‘one way to think of a haiku is a kind of word picture dotted with images on its canvas. Such thinking led to the inclusion of illustrations and calligraphy to accompany certain poems’
Yuzuru, M (1991) Classic Haiku-a master’s selection. Charles E.Tuttle Company Inc. Tokyo.
‘In everybody’s experience, there are days when one’s personal opacity (the coagulation of the self, the density of being) lights up. Like the sky after a storm. One finds one’s self in an imense silence, in an extremely pleasant emptiness. At moments such as these, says an old Japanese poet, ‘everything is haiku’. You look at a pebble, the branch of a tree, a gesture in the street, and you have the impression that the entire world, the whole of life is being revealed to you. The difficult thing is not to overdo it – wax over-poetic, for example. That moment, arisen from emptiness, must be allowed to return to emptiness, without too much interference on your part.
That is the haiku way.’
White, K in Finlay, A (2000) Atoms of Delight. Morning Star Publications, Edinburgh.
‘Thus Haiku has something in common with painting, in the representation of the object alone, without comment, never presented to be other than what is, but not represented completely as its. For if the haiku poet moves us by presenting rather than describing objects, he does so by presenting the particulars in which the emotional powers of the things or scenes reside……..He does not give us meaning; he gives us the concrete objects which have meaning,because he has so experienced them.’
Yasuda, K (1957) the Japanese Haiku – Its essential Nature, History, and Possibilities in English. Charles E. Tuttle Company Inc. Tokyo.
The three quotes above demonstrate something of the ‘haiku attitude’ that is needed to perfect this short form poetry. All writers on haiku link it to the visual image. Primarily in 3 line haiku poetry the word should summon the image, usably through the simplest, uncluttered descriptive means. Haiku has often been illustrated in its original Japanese forms where ideas about how the lines are laid out sometimes have different design formats that could be used to emphasise meaning – almost like a concrete poetry. Haiku was important to the Imagist Poets, notably Ezra Pound, Williams Carlos Williams and the later Black Mountain poets who shook off the stylistic elements from Victorian and Edwardian poetry to create a paired down early modernist descriptive poetry.

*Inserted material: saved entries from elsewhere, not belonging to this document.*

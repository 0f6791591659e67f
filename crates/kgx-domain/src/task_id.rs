//! Task identifiers

use serde::{Deserialize, Deserializer, Serialize, Serializer};
use std::fmt;
use std::str::FromStr;

/// Unique identifier for an extraction task, based on UUIDv7
///
/// UUIDv7 values sort chronologically, so two ids created in sequence
/// compare in creation order. The registry relies on this to break ties
/// between tasks created within the same timestamp tick.
#[derive(Debug, Clone, Copy, PartialEq, Eq, PartialOrd, Ord, Hash)]
pub struct TaskId(u128);

impl TaskId {
    /// Generate a new UUIDv7-based TaskId
    ///
    /// # Examples
    ///
    /// ```
    /// use kgx_domain::TaskId;
    ///
    /// let id = TaskId::new();
    /// assert!(id.value() > 0);
    /// ```
    pub fn new() -> Self {
        Self(uuid::Uuid::now_v7().as_u128())
    }

    /// Create a TaskId from a raw u128 value
    pub fn from_value(value: u128) -> Self {
        Self(value)
    }

    /// Parse a TaskId from its hyphenated string form
    ///
    /// # Examples
    ///
    /// ```
    /// use kgx_domain::TaskId;
    ///
    /// let id = TaskId::new();
    /// let parsed = TaskId::from_string(&id.to_string()).unwrap();
    /// assert_eq!(id, parsed);
    /// ```
    pub fn from_string(s: &str) -> Result<Self, String> {
        uuid::Uuid::parse_str(s)
            .map(|u| Self(u.as_u128()))
            .map_err(|e| format!("Invalid task id: {}", e))
    }

    /// Get the raw u128 value
    pub fn value(&self) -> u128 {
        self.0
    }

    /// Milliseconds since the Unix epoch encoded in the id
    pub fn timestamp(&self) -> u64 {
        (self.0 >> 80) as u64
    }
}

impl Default for TaskId {
    fn default() -> Self {
        Self::new()
    }
}

impl fmt::Display for TaskId {
    fn fmt(&self, f: &mut fmt::Formatter<'_>) -> fmt::Result {
        write!(f, "{}", uuid::Uuid::from_u128(self.0))
    }
}

impl FromStr for TaskId {
    type Err = String;

    fn from_str(s: &str) -> Result<Self, Self::Err> {
        Self::from_string(s)
    }
}

impl Serialize for TaskId {
    fn serialize<S: Serializer>(&self, serializer: S) -> Result<S::Ok, S::Error> {
        serializer.collect_str(self)
    }
}

impl<'de> Deserialize<'de> for TaskId {
    fn deserialize<D: Deserializer<'de>>(deserializer: D) -> Result<Self, D::Error> {
        let s = String::deserialize(deserializer)?;
        Self::from_string(&s).map_err(serde::de::Error::custom)
    }
}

In continuing to use this form in conjunction with my own photography for the 36 views project there will be some contradictions. Why use a poetry form that is designed to create very particular images for a viewer in words, while simultaneously providing the image?
Being over poetic, portentous, wordy, excessively obscure – all risk losing the attention and interest of the viewer.
So far I have used metaphor and simile to provoke a particular set of reactions ‘because I have so experienced them’, this is perhaps beyond the haiku’s simplicity.
Additionally I have been using the standard Japanese- English 5 – 7 – 5 syllable structure. Many critics point out that the English syllable is profoundly different to the Japanese in its role in the language and in the ability of the English Syllable to convey more information than the Japanese, meaning that a shorter English syllable structure is perhaps more equivalent and likely to encourage brevity and simplicity. 4-6-4 might be a better way of working, not least because of the twin syllable pairs which play a central part in English language poetry.
Further experiments of even shorter forms, two line, single line poetry, monostichs, epigrams, proverbs, single words (as included by Alec Finlay in Atoms of Delight his collection of Scottish short poems)…..and onwards into the new forms of short or micro-poetry on twitter or email …….a ‘haiku plus attitude’ would allow more freedom, this is needed for poetic form and image to work together, this might avoid a repetitive rigidity that would only emphaise the obsessive nature of working on one theme in such detail.